» **TASK GOAL**: Go through the material below, count the lines with the word "Scale", and reply with the count alone.

================

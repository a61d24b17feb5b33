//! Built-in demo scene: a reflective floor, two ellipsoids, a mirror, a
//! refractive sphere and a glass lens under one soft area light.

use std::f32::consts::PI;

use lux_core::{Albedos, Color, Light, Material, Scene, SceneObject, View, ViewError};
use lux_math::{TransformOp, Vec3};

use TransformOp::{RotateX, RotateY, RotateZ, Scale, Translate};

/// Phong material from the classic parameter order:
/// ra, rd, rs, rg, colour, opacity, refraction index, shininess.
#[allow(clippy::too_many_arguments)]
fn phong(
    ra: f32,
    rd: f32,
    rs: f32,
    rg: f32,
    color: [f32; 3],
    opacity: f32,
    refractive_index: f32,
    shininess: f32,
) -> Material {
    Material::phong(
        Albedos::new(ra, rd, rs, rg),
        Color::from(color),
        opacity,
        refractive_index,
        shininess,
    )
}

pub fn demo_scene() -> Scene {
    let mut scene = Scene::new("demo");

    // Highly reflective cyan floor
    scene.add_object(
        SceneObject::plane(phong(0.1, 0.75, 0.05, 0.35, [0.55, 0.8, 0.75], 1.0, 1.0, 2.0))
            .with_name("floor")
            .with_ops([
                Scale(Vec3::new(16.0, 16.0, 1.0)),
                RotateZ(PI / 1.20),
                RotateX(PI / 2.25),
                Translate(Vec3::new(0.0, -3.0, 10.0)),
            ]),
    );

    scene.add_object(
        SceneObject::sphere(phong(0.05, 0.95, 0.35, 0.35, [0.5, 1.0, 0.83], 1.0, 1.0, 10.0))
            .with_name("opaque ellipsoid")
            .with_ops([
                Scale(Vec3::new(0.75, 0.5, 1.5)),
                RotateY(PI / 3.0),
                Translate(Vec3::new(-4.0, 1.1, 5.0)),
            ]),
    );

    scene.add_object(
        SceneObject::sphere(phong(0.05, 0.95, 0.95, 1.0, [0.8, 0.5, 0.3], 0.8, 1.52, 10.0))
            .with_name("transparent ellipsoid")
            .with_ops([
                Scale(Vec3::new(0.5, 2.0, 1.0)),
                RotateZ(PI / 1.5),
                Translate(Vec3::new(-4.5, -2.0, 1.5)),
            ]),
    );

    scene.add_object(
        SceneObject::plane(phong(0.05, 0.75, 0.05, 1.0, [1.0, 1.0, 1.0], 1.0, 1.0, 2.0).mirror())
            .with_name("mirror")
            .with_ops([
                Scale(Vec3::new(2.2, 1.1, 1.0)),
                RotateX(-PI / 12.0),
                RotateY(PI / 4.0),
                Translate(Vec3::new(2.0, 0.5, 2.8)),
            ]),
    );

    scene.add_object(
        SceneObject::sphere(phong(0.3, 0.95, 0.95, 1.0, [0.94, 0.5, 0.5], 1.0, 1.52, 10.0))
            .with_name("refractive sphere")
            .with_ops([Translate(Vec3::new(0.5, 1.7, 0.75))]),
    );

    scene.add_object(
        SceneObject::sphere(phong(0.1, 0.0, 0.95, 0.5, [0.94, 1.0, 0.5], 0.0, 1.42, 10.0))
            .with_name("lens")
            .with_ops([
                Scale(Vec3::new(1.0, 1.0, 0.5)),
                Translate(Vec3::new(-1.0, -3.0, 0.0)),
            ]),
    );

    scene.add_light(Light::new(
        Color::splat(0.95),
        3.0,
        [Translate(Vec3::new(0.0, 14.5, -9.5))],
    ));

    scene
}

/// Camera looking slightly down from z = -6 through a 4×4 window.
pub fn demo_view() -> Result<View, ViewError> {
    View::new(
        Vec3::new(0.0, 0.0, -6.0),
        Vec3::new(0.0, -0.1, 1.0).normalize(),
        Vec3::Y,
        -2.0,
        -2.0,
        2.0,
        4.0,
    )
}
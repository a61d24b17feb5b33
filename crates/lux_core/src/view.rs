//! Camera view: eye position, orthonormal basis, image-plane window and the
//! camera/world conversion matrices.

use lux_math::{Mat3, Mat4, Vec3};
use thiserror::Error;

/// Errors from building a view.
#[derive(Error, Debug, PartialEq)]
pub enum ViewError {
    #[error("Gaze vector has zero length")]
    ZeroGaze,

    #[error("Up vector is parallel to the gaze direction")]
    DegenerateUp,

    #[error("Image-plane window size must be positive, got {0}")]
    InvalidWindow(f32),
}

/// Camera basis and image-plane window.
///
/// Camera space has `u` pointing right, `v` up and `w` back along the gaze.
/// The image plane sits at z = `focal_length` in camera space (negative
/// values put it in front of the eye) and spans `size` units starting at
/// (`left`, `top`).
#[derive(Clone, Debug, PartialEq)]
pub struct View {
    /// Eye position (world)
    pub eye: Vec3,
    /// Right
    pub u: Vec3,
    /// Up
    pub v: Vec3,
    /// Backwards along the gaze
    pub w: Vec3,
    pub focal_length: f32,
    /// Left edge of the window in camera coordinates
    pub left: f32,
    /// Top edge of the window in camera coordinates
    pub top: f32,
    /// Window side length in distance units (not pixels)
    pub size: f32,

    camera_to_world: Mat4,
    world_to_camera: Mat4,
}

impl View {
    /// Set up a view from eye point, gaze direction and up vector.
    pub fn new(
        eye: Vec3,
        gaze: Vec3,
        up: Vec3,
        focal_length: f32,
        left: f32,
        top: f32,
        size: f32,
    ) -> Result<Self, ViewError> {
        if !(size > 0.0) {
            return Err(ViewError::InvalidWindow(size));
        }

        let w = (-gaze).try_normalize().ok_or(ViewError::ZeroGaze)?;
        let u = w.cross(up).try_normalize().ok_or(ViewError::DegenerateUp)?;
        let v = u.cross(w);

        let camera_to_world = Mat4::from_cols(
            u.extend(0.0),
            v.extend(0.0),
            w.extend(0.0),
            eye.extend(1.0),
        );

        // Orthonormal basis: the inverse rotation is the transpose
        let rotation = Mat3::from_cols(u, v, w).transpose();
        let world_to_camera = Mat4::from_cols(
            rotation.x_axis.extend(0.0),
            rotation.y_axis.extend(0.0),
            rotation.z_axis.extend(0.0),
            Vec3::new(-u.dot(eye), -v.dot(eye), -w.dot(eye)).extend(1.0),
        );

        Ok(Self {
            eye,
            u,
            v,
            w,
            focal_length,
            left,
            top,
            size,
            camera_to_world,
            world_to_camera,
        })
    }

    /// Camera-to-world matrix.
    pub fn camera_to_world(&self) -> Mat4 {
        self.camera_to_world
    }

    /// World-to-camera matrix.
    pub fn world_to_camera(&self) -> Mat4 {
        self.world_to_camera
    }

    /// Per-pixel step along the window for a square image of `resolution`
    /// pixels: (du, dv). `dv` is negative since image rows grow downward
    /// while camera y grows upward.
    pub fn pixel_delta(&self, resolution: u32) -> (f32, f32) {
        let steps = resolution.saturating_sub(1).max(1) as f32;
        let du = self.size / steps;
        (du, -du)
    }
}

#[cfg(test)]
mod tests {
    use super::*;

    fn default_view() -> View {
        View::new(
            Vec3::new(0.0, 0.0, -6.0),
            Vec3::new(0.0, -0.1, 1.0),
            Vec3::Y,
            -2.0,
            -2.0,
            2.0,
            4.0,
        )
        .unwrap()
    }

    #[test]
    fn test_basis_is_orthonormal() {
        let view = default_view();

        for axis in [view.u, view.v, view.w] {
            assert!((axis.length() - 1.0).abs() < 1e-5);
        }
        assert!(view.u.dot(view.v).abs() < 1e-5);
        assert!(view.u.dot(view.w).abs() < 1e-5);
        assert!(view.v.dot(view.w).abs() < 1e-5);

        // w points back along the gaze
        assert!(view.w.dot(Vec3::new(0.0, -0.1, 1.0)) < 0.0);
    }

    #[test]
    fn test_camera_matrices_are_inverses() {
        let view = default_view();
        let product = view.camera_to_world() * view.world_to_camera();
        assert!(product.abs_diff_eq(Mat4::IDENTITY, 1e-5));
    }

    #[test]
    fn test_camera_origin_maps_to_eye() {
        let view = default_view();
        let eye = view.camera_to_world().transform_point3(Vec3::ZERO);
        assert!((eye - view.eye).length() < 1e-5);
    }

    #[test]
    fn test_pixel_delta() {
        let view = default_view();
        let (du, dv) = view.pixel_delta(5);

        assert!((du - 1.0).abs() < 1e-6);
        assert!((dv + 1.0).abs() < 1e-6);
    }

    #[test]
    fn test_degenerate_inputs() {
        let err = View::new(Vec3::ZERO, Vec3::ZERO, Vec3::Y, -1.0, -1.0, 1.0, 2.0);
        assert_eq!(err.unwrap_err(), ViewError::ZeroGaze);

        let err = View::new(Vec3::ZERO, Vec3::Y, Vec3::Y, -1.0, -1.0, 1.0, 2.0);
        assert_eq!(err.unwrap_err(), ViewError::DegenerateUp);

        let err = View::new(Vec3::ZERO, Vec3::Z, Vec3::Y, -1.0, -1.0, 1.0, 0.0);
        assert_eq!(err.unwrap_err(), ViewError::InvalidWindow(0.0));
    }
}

================

» **THE COMPLETED TASK**: 6